The installations at UMMA and the Kelsey are intended as a single continuously unfolding narrative that includes the gap between the two buildings. I think of the narrative beginning in the south UMMA windows facing the courtyard, where patterns establish a vibrating hum—background radiation emanating from the singular moment of cosmic origin. On the adjacent door, a teeming human presence picks up transmissions that viewers can follow around to the north face of the building and onward to the front entrance of the Kelsey on Maynard Street. Hands sail a harp on a great voyage across the cosmic ocean in the south windows. Weeping hands hover high in the glass corner of the Commons above a pool of tears. Around that corner calamity awaits. A trail of refugees begins here, fleeing the cataclysm, migrating toward a chromatically more various geography above, mirror image of the doomed place they’ve left behind. A witness tree stands sentinel beside them.
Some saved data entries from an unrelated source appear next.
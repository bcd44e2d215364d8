use axum::{
    extract::{Path, Query, State},
    http::{HeaderMap, StatusCode},
    Json,
};
use serde::{Deserialize, Serialize};
use std::sync::Arc;
use tracing::{info, warn};
use uuid::Uuid;

use crate::database::refund_attempt_repository::{RefundAttempt, RefundAttemptRepository};
use crate::middleware::error::{
    get_request_id_from_headers, json_error_response, refund_error_response, ErrorResponse,
};
use crate::refund::breakdown::parse_amount;
use crate::refund::processor::RefundProcessor;
use crate::refund::types::{EligibilityResult, RefundOutcome, RefundRequest};

/// Shared state for the refund routes. The attempt repository is optional so
/// the API can run against a stubbed store without a database.
#[derive(Clone)]
pub struct RefundState {
    pub processor: Arc<RefundProcessor>,
    pub attempts: Option<Arc<RefundAttemptRepository>>,
}

#[derive(Debug, Deserialize)]
pub struct PreviewRequest {
    pub transaction_id: Uuid,
    pub amount: String,
}

#[derive(Debug, Serialize)]
pub struct PreviewResponse {
    pub transaction_id: Uuid,
    pub requested_amount: String,
    pub processing_fee: String,
    pub net_amount: String,
}

#[derive(Debug, Deserialize)]
pub struct ExecuteRefundRequest {
    pub transaction_id: Uuid,
    pub amount: String,
    pub reason: String,
}

#[derive(Debug, Deserialize)]
pub struct AttemptsQuery {
    pub limit: Option<i64>,
}

/// GET /api/refunds/eligibility/{transaction_id}
pub async fn get_eligibility(
    State(state): State<RefundState>,
    Path(transaction_id): Path<Uuid>,
    headers: HeaderMap,
) -> Result<Json<EligibilityResult>, (StatusCode, Json<ErrorResponse>)> {
    let request_id = get_request_id_from_headers(&headers);
    info!(transaction_id = %transaction_id, "Eligibility check requested");

    state
        .processor
        .eligibility(transaction_id)
        .await
        .map(Json)
        .map_err(|e| refund_error_response(e, request_id))
}

/// POST /api/refunds/preview
pub async fn preview_refund(
    State(state): State<RefundState>,
    headers: HeaderMap,
    Json(payload): Json<PreviewRequest>,
) -> Result<Json<PreviewResponse>, (StatusCode, Json<ErrorResponse>)> {
    let request_id = get_request_id_from_headers(&headers);

    let requested_amount = parse_amount(&payload.amount)
        .map_err(|e| refund_error_response(e, request_id.clone()))?;

    let breakdown = state
        .processor
        .preview(payload.transaction_id, requested_amount)
        .await
        .map_err(|e| refund_error_response(e, request_id))?;

    Ok(Json(PreviewResponse {
        transaction_id: payload.transaction_id,
        requested_amount: requested_amount.to_string(),
        processing_fee: breakdown.processing_fee.to_string(),
        net_amount: breakdown.net_amount.to_string(),
    }))
}

/// POST /api/refunds
///
/// Every attempt, won or lost, comes back as a structured outcome and is
/// written to the audit trail. The HTTP status reflects the failure kind.
pub async fn execute_refund(
    State(state): State<RefundState>,
    headers: HeaderMap,
    Json(payload): Json<ExecuteRefundRequest>,
) -> Result<(StatusCode, Json<RefundOutcome>), (StatusCode, Json<ErrorResponse>)> {
    let request_id = get_request_id_from_headers(&headers);

    let requested_amount = parse_amount(&payload.amount)
        .map_err(|e| refund_error_response(e, request_id.clone()))?;

    info!(
        transaction_id = %payload.transaction_id,
        requested_amount = %requested_amount,
        request_id = request_id.as_deref().unwrap_or("-"),
        "Refund execution requested"
    );

    let outcome = state
        .processor
        .execute_refund(RefundRequest {
            transaction_id: payload.transaction_id,
            requested_amount,
            reason: payload.reason.clone(),
        })
        .await;

    record_attempt(&state, &payload, &outcome).await;

    let status = if outcome.success {
        StatusCode::OK
    } else {
        status_for_kind(outcome.failure_kind.as_deref().unwrap_or("unknown"))
    };

    Ok((status, Json(outcome)))
}

/// GET /api/refunds/attempts/{transaction_id}
pub async fn list_attempts(
    State(state): State<RefundState>,
    Path(transaction_id): Path<Uuid>,
    headers: HeaderMap,
    Query(query): Query<AttemptsQuery>,
) -> Result<Json<Vec<RefundAttempt>>, (StatusCode, Json<ErrorResponse>)> {
    let request_id = get_request_id_from_headers(&headers);
    let repo = match state.attempts.as_ref() {
        Some(repo) => repo,
        None => {
            return Err(json_error_response(
                StatusCode::SERVICE_UNAVAILABLE,
                "Database disabled by configuration",
                request_id,
            ))
        }
    };

    let limit = query.limit.unwrap_or(50).clamp(1, 200);
    repo.find_by_transaction(transaction_id, limit)
        .await
        .map(Json)
        .map_err(|e| {
            json_error_response(
                StatusCode::INTERNAL_SERVER_ERROR,
                e.to_string(),
                request_id,
            )
        })
}

/// Write the audit row for a finished attempt. Failures here are logged and
/// swallowed; the outcome already went through and must still reach the
/// caller.
async fn record_attempt(state: &RefundState, payload: &ExecuteRefundRequest, outcome: &RefundOutcome) {
    let Some(repo) = state.attempts.as_ref() else {
        return;
    };
    let Ok(requested_amount) = parse_amount(&payload.amount) else {
        return;
    };

    let result = repo
        .record_attempt(
            outcome.transaction_id,
            requested_amount,
            outcome.breakdown.map(|b| b.processing_fee),
            outcome.breakdown.map(|b| b.net_amount),
            &payload.reason,
            outcome.terminal_state.as_str(),
            outcome.failure_kind.as_deref(),
            outcome.failure_reason.as_deref(),
            outcome.gateway_reference.as_deref(),
            outcome.ledger_reference.as_deref(),
        )
        .await;

    if let Err(e) = result {
        warn!(
            transaction_id = %outcome.transaction_id,
            error = %e,
            "Failed to record refund attempt audit row"
        );
    }
}

/// Map the outcome's failure kind back onto an HTTP status. Mirrors
/// `RefundError::http_status_code`.
fn status_for_kind(kind: &str) -> StatusCode {
    match kind {
        "validation" => StatusCode::BAD_REQUEST,
        "eligibility" | "concurrent_refund" => StatusCode::CONFLICT,
        "provider_lookup" => StatusCode::NOT_FOUND,
        "gateway" => StatusCode::BAD_GATEWAY,
        _ => StatusCode::INTERNAL_SERVER_ERROR,
    }
}

#[cfg(test)]
mod tests {
    use super::*;

    #[test]
    fn failure_kinds_map_to_expected_statuses() {
        assert_eq!(status_for_kind("validation"), StatusCode::BAD_REQUEST);
        assert_eq!(status_for_kind("eligibility"), StatusCode::CONFLICT);
        assert_eq!(status_for_kind("concurrent_refund"), StatusCode::CONFLICT);
        assert_eq!(status_for_kind("provider_lookup"), StatusCode::NOT_FOUND);
        assert_eq!(status_for_kind("gateway"), StatusCode::BAD_GATEWAY);
        assert_eq!(status_for_kind("ledger"), StatusCode::INTERNAL_SERVER_ERROR);
        assert_eq!(status_for_kind("unknown"), StatusCode::INTERNAL_SERVER_ERROR);
    }
}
Its roots spread upward into the archaeological layers protruding down from the mass of the museum building above. Beyond the tree, a new architectural folly is being assembled around a structural pillar of the museum.
My design for the north facing windows at UMMA describes a procession of figures from the Kelsey, exiles returning home across State Street with souvenirs pillaged from the UMMA collections, items in short supply in the lands of the antique where they come from. Transmission towers broadcast indecipherable dispatches from one side of the divide to the other. I want that gap to speak to us. About distance, movement, migration--sagas of trade, conquest, appropriation, and plunder. Hands changing hands, shaping histories we tell ourselves in order to somehow comprehend it all.
Cosmogonic Tattoos is on view April 22 through December 3, 2017 in the UMMA Commons.
Lead support for Cosmogonic Tattoos is provided by the University of Michigan Office of the Provost. Additional support for the artist's project is provided by the University of Michigan Bicentennial Office and the Penny W. Stamps School of Art & Design.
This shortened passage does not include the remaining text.